6 min de leitura Por Dr. Renan Lederer
Dr. Renan Lederer, Radiologista Intervencionista MSK

Dr. Renan Lederer Radiologista Intervencionista MSK · CRM 184.995 · RQE 143.358

Médico radiologista diagnóstico e intervencionista em doenças do aparelho locomotor (MSK). Formado pela FMRP-USP, com residência em Radiologia na EPM-Unifesp e Fellow em Musculoesquelético no HC-USP (INRAD e IOT). Atua como Radiologista MSK no Hospital Albert Einstein e como Intervencionista no Hospital da Luz, com prática clínica orientada por evidências científicas.

Conteúdo escrito e revisado por médico · Atualizado em 22 Jun 2026

Nem sempre o exame mais caro é o mais indicado. Ressonância, ultrassom, raio-X e tomografia respondem a perguntas diferentes. Entenda o que cada um enxerga melhor e por que a escolha certa começa antes de marcar o exame.

Em resumo

Não existe um exame de imagem 'melhor' de forma absoluta: cada um responde a uma pergunta. O raio-X mostra bem os ossos e o alinhamento; a tomografia detalha fraturas complexas; a ressonância é insuperável para ver, de uma vez, ossos, cartilagem, ligamentos e medula óssea; e o ultrassom avalia tendões, músculos e nervos em movimento, sem radiação e em tempo real. A escolha certa depende da suspeita clínica, e é por isso que ela deveria ser definida com critério médico, não apenas pela disponibilidade ou pelo preço.

Existe uma crença comum de que a ressonância é sempre o melhor exame e que, quanto mais caro, mais confiável o resultado. Na prática da radiologia musculoesquelética, não é bem assim. Cada exame de imagem é como uma ferramenta diferente: responde a uma pergunta específica, e usar a errada custa tempo, dinheiro e respostas que não chegam.

Como radiologista, vejo com frequência pacientes que fizeram o exame 'errado' para a sua queixa. Neste texto, explico o que cada método enxerga melhor, para você entender por que a boa escolha começa antes de marcar o exame.

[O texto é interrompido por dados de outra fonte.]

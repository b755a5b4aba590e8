use thiserror::Error;

#[derive(Debug, Error)]
pub enum ModelError {
    #[error("not implemented: {0}")]
    NotImplemented(String),

    #[error("invalid config: {0}")]
    InvalidConfig(String),

    #[error(transparent)]
    Io(#[from] std::io::Error),

    #[error(transparent)]
    Json(#[from] serde_json::Error),
}

impl ModelError {
    pub fn not_implemented(what: impl std::fmt::Display) -> Self {
        Self::NotImplemented(what.to_string())
    }

    /// Wraps the error so it can travel through `candle_core::Result`.
    pub fn into_candle(self) -> candle_core::Error {
        candle_core::Error::wrap(self)
    }
}

#[cfg(test)]
mod tests {
    use super::*;

    #[test]
    fn test_not_implemented_message() {
        let err = ModelError::not_implemented("average");
        assert_eq!(err.to_string(), "not implemented: average");

        let err = err.into_candle();
        assert!(err.to_string().contains("not implemented: average"));
    }
}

Raio-X: o básico que continua essencial

Simples, rápido e barato, o raio-X mostra muito bem ossos, alinhamento, fraturas e o desgaste da artrose. Em muitas dores, ele é o ponto de partida lógico. O que ele não revela são os tecidos moles, como tendões, músculos e cartilagem, e tudo bem: nem sempre é isso que precisamos ver primeiro.

Tomografia: o detalhe do osso

A tomografia (TC) aprofunda o que o raio-X mostra, sendo excelente para fraturas complexas e detalhes ósseos em três dimensões. Usa radiação e não é a melhor escolha para tecidos moles, então tem indicações específicas, geralmente ligadas ao osso.

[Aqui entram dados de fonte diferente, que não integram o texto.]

use candle_core::{DType, Module, Result, Tensor, D};
use candle_nn::{ops::sigmoid, Dropout, Linear, ModuleT, VarBuilder};

use crate::{
    config::{RnnType, Seq2seqConfig, SubsampleType},
    conv::ConvFrontEnd,
    utils::{sequence_mask, uniform_linear},
};

/// Hidden state of a recurrent cell. `c` is only set for LSTM cells.
#[derive(Debug, Clone)]
pub struct CellState {
    pub h: Tensor,
    pub c: Option<Tensor>,
}

impl CellState {
    /// Keeps `self` where `mask` (batch, 1) is zero and takes `next` elsewhere.
    fn blend(&self, next: CellState, mask: &Tensor) -> Result<CellState> {
        let pick = |new: &Tensor, old: &Tensor| old + (new - old)?.broadcast_mul(mask)?;
        let h = pick(&next.h, &self.h)?;
        let c = match (next.c, &self.c) {
            (Some(new), Some(old)) => Some(pick(&new, old)?),
            (new, _) => new,
        };
        Ok(CellState { h, c })
    }
}

/// LSTM cell with the PyTorch gate layout (input, forget, cell, output).
pub struct LstmCell {
    w_ih: Linear,
    w_hh: Linear,
    forget_bias: Option<Tensor>,
    hidden_size: usize,
}

impl LstmCell {
    pub fn new(
        input_size: usize,
        hidden_size: usize,
        parameter_init: f64,
        forget_bias_one: bool,
        vb: VarBuilder,
    ) -> Result<Self> {
        let w_ih = uniform_linear(input_size, 4 * hidden_size, parameter_init, vb.pp("w_ih"))?;
        let w_hh = uniform_linear(hidden_size, 4 * hidden_size, parameter_init, vb.pp("w_hh"))?;
        let forget_bias = if forget_bias_one {
            let offsets = (0..4 * hidden_size)
                .map(|i| if i / hidden_size == 1 { 1f32 } else { 0. })
                .collect::<Vec<_>>();
            Some(Tensor::from_vec(offsets, 4 * hidden_size, vb.device())?.to_dtype(vb.dtype())?)
        } else {
            None
        };
        Ok(Self {
            w_ih,
            w_hh,
            forget_bias,
            hidden_size,
        })
    }

    pub fn step(&self, xs: &Tensor, state: &CellState) -> Result<CellState> {
        let mut gates = (self.w_ih.forward(xs)? + self.w_hh.forward(&state.h)?)?;
        if let Some(bias) = &self.forget_bias {
            gates = gates.broadcast_add(bias)?;
        }
        let chunks = gates.chunk(4, D::Minus1)?;
        let in_gate = sigmoid(&chunks[0])?;
        let forget_gate = sigmoid(&chunks[1])?;
        let cell_gate = chunks[2].tanh()?;
        let out_gate = sigmoid(&chunks[3])?;

        let c_prev = match &state.c {
            Some(c) => c.clone(),
            None => state.h.zeros_like()?,
        };
        let c = ((forget_gate * c_prev)? + (in_gate * cell_gate)?)?;
        let h = (out_gate * c.tanh()?)?;
        Ok(CellState { h, c: Some(c) })
    }
}

/// GRU cell with the PyTorch gate layout (reset, update, new).
pub struct GruCell {
    w_ih: Linear,
    w_hh: Linear,
    hidden_size: usize,
}

impl GruCell {
    pub fn new(input_size: usize, hidden_size: usize, parameter_init: f64, vb: VarBuilder) -> Result<Self> {
        let w_ih = uniform_linear(input_size, 3 * hidden_size, parameter_init, vb.pp("w_ih"))?;
        let w_hh = uniform_linear(hidden_size, 3 * hidden_size, parameter_init, vb.pp("w_hh"))?;
        Ok(Self {
            w_ih,
            w_hh,
            hidden_size,
        })
    }

    pub fn step(&self, xs: &Tensor, state: &CellState) -> Result<CellState> {
        let gi = self.w_ih.forward(xs)?.chunk(3, D::Minus1)?;
        let gh = self.w_hh.forward(&state.h)?.chunk(3, D::Minus1)?;
        let reset = sigmoid(&(&gi[0] + &gh[0])?)?;
        let update = sigmoid(&(&gi[1] + &gh[1])?)?;
        let candidate = (&gi[2] + (reset * &gh[2])?)?.tanh()?;
        // h = (1 - z) * n + z * h_prev
        let h = (&candidate + (update * (&state.h - &candidate)?)?)?;
        Ok(CellState { h, c: None })
    }
}

pub enum RnnCell {
    Lstm(LstmCell),
    Gru(GruCell),
}

impl RnnCell {
    pub fn new(
        rnn_type: RnnType,
        input_size: usize,
        hidden_size: usize,
        parameter_init: f64,
        forget_bias_one: bool,
        vb: VarBuilder,
    ) -> Result<Self> {
        Ok(match rnn_type {
            RnnType::Lstm => Self::Lstm(LstmCell::new(
                input_size,
                hidden_size,
                parameter_init,
                forget_bias_one,
                vb,
            )?),
            RnnType::Gru => Self::Gru(GruCell::new(input_size, hidden_size, parameter_init, vb)?),
        })
    }

    pub fn hidden_size(&self) -> usize {
        match self {
            Self::Lstm(cell) => cell.hidden_size,
            Self::Gru(cell) => cell.hidden_size,
        }
    }

    pub fn zero_state(&self, batch_size: usize, dtype: DType, device: &candle_core::Device) -> Result<CellState> {
        let h = Tensor::zeros((batch_size, self.hidden_size()), dtype, device)?;
        let c = match self {
            Self::Lstm(_) => Some(h.clone()),
            Self::Gru(_) => None,
        };
        Ok(CellState { h, c })
    }

    pub fn step(&self, xs: &Tensor, state: &CellState) -> Result<CellState> {
        match self {
            Self::Lstm(cell) => cell.step(xs, state),
            Self::Gru(cell) => cell.step(xs, state),
        }
    }
}

/// A (bi)directional recurrent layer over padded sequences.
pub struct RecurrentLayer {
    fwd: RnnCell,
    bwd: Option<RnnCell>,
}

impl RecurrentLayer {
    pub fn new(
        rnn_type: RnnType,
        input_size: usize,
        hidden_size: usize,
        bidirectional: bool,
        parameter_init: f64,
        forget_bias_one: bool,
        vb: VarBuilder,
    ) -> Result<Self> {
        let cell = |name: &str| {
            RnnCell::new(
                rnn_type,
                input_size,
                hidden_size,
                parameter_init,
                forget_bias_one,
                vb.pp(name),
            )
        };
        let fwd = cell("fwd")?;
        let bwd = if bidirectional { Some(cell("bwd")?) } else { None };
        Ok(Self { fwd, bwd })
    }

    pub fn output_dim(&self) -> usize {
        self.fwd.hidden_size() * if self.bwd.is_some() { 2 } else { 1 }
    }

    /// Runs one direction. Padded frames keep the previous state and emit zeros,
    /// so the backward pass starts from a zero state at each utterance's last frame.
    fn run(cell: &RnnCell, xs: &Tensor, mask: &Tensor, reverse: bool) -> Result<(Tensor, Tensor)> {
        let (batch_size, max_len, _) = xs.dims3()?;
        let mut state = cell.zero_state(batch_size, xs.dtype(), xs.device())?;
        let mut outputs = vec![None; max_len];

        let order: Box<dyn Iterator<Item = usize>> = if reverse {
            Box::new((0..max_len).rev())
        } else {
            Box::new(0..max_len)
        };
        for t in order {
            let x_t = xs.narrow(1, t, 1)?.squeeze(1)?;
            let m_t = mask.narrow(1, t, 1)?; // (batch, 1)
            let next = cell.step(&x_t, &state)?;
            state = state.blend(next, &m_t)?;
            outputs[t] = Some(state.h.broadcast_mul(&m_t)?);
        }

        let outputs = outputs.into_iter().flatten().collect::<Vec<_>>();
        Ok((Tensor::stack(&outputs, 1)?, state.h))
    }

    /// xs: `(batch, T, input)`, mask: `(batch, T)` float. Returns the outputs
    /// `(batch, T, output_dim)` and the final hidden state `(batch, output_dim)`.
    pub fn forward(&self, xs: &Tensor, mask: &Tensor) -> Result<(Tensor, Tensor)> {
        let (out_fwd, final_fwd) = Self::run(&self.fwd, xs, mask, false)?;
        match &self.bwd {
            Some(bwd) => {
                let (out_bwd, final_bwd) = Self::run(bwd, xs, mask, true)?;
                Ok((
                    Tensor::cat(&[&out_fwd, &out_bwd], D::Minus1)?,
                    Tensor::cat(&[&final_fwd, &final_bwd], D::Minus1)?,
                ))
            }
            None => Ok((out_fwd, final_fwd)),
        }
    }
}

/// Output of [`RnnEncoder::forward`].
pub struct EncoderOutput {
    /// `(batch, T', output_dim)`
    pub xs: Tensor,
    /// Frame counts after subsampling.
    pub x_lens: Vec<usize>,
    /// Final hidden state of the last layer, `(batch, output_dim)`. A CNN-only
    /// encoder reports the mean over valid frames instead.
    pub final_state: Tensor,
}

struct EncoderLayer {
    rnn: RecurrentLayer,
    proj: Option<Linear>,
    subsample: Option<(SubsampleType, Option<Linear>)>,
}

/// Stacked recurrent encoder with optional projection, residual connections
/// and pyramidal subsampling, optionally behind a convolution front-end.
pub struct RnnEncoder {
    conv: Option<ConvFrontEnd>,
    layers: Vec<EncoderLayer>,
    dropout_input: Dropout,
    dropout: Dropout,
    residual: bool,
    dense_residual: bool,
    output_dim: usize,
}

Ressonância: a visão de conjunto

A ressonância magnética (RM) é insuperável quando precisamos ver, de uma só vez, cartilagem, ligamentos, meniscos, medula óssea e estruturas profundas. Não usa radiação, mas é mais cara, mais demorada e nem sempre disponível. É a ferramenta certa para muitas dúvidas, mas não para todas.

Ultrassom: o exame que se move com você

O ultrassom tem um trunfo que nenhum outro tem: avalia a estrutura em movimento e em tempo real. É ideal para tendões, músculos, bursas e nervos superficiais, não usa radiação, é acessível e, de quebra, permite guiar procedimentos na mesma consulta. Sua limitação é a profundidade e a dependência da experiência de quem realiza.

O melhor exame não é o mais caro: é o que responde à sua pergunta. Definir isso com critério, a partir da suspeita clínica, vale mais do que acumular imagens.


Se você está com uma dor e na dúvida sobre qual exame fazer, ou já tem exames que não esclareceram nada, uma avaliação pode poupar tempo e direcionar a investigação. Agende uma conversa e vamos definir, juntos, o caminho de imagem que realmente responde à sua questão.

Perguntas frequentes

A ressonância é sempre melhor que o ultrassom?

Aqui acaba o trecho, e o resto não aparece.